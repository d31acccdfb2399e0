//! Input domain type
//!
//! A user-supplied fact about the party. Created on add_input, destroyed on
//! remove_input, never mutated in place.

use chrono::{DateTime, Utc};
use serde::{Deserialize, Serialize};
use serde_json::{Map, Value};

use super::id::generate_id;

/// Where an input came from
#[derive(Debug, Clone, Copy, PartialEq, Eq, Hash, Serialize, Deserialize, Default)]
#[serde(rename_all = "lowercase")]
pub enum SourceType {
    #[default]
    Text,
    Image,
    Url,
    Upload,
}

impl std::fmt::Display for SourceType {
    fn fmt(&self, f: &mut std::fmt::Formatter<'_>) -> std::fmt::Result {
        match self {
            Self::Text => write!(f, "text"),
            Self::Image => write!(f, "image"),
            Self::Url => write!(f, "url"),
            Self::Upload => write!(f, "upload"),
        }
    }
}

impl std::str::FromStr for SourceType {
    type Err = String;

    fn from_str(s: &str) -> Result<Self, Self::Err> {
        match s.to_lowercase().as_str() {
            "text" => Ok(Self::Text),
            "image" => Ok(Self::Image),
            "url" => Ok(Self::Url),
            "upload" => Ok(Self::Upload),
            _ => Err(format!("Unknown source type: {}", s)),
        }
    }
}

/// A single fact contributed to a session
#[derive(Debug, Clone, PartialEq, Serialize, Deserialize)]
pub struct Input {
    /// Unique identifier
    pub input_id: String,

    /// Raw content (text, URL, image caption, file name)
    pub content: String,

    /// Origin of the content
    pub source_type: SourceType,

    /// User-supplied tags
    #[serde(default)]
    pub tags: Vec<String>,

    /// Who added it
    pub added_by: String,

    /// When it was added
    pub added_at: DateTime<Utc>,

    /// Free-form metadata (e.g. upstream classifier hints)
    #[serde(default)]
    pub metadata: Map<String, Value>,
}

impl Input {
    /// Create a new input with a generated ID
    pub fn new(content: impl Into<String>, source_type: SourceType) -> Self {
        Self {
            input_id: generate_id("input"),
            content: content.into(),
            source_type,
            tags: Vec::new(),
            added_by: "user".to_string(),
            added_at: Utc::now(),
            metadata: Map::new(),
        }
    }

    /// Create a text input
    pub fn text(content: impl Into<String>) -> Self {
        Self::new(content, SourceType::Text)
    }

    pub fn with_tags<I, S>(mut self, tags: I) -> Self
    where
        I: IntoIterator<Item = S>,
        S: Into<String>,
    {
        self.tags = tags.into_iter().map(Into::into).collect();
        self
    }

    pub fn with_added_by(mut self, added_by: impl Into<String>) -> Self {
        self.added_by = added_by.into();
        self
    }

    pub fn with_metadata(mut self, metadata: Map<String, Value>) -> Self {
        self.metadata = metadata;
        self
    }

    /// Content and tags joined for matching
    pub fn searchable_text(&self) -> String {
        let mut text = self.content.to_lowercase();
        for tag in &self.tags {
            text.push(' ');
            text.push_str(&tag.to_lowercase());
        }
        text
    }
}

_____

## [Your assignment]
Copy out every line from the material above in which the word "metadata" appears.

## [Answer box]
    /// Free-form metadata (e.g. upstream classifier hints)
    pub metadata: Map<String, Value>,
            metadata: Map::new(),
    pub fn with_metadata(mut self, metadata: Map<String, Value>) -> Self {
        self.metadata = metadata;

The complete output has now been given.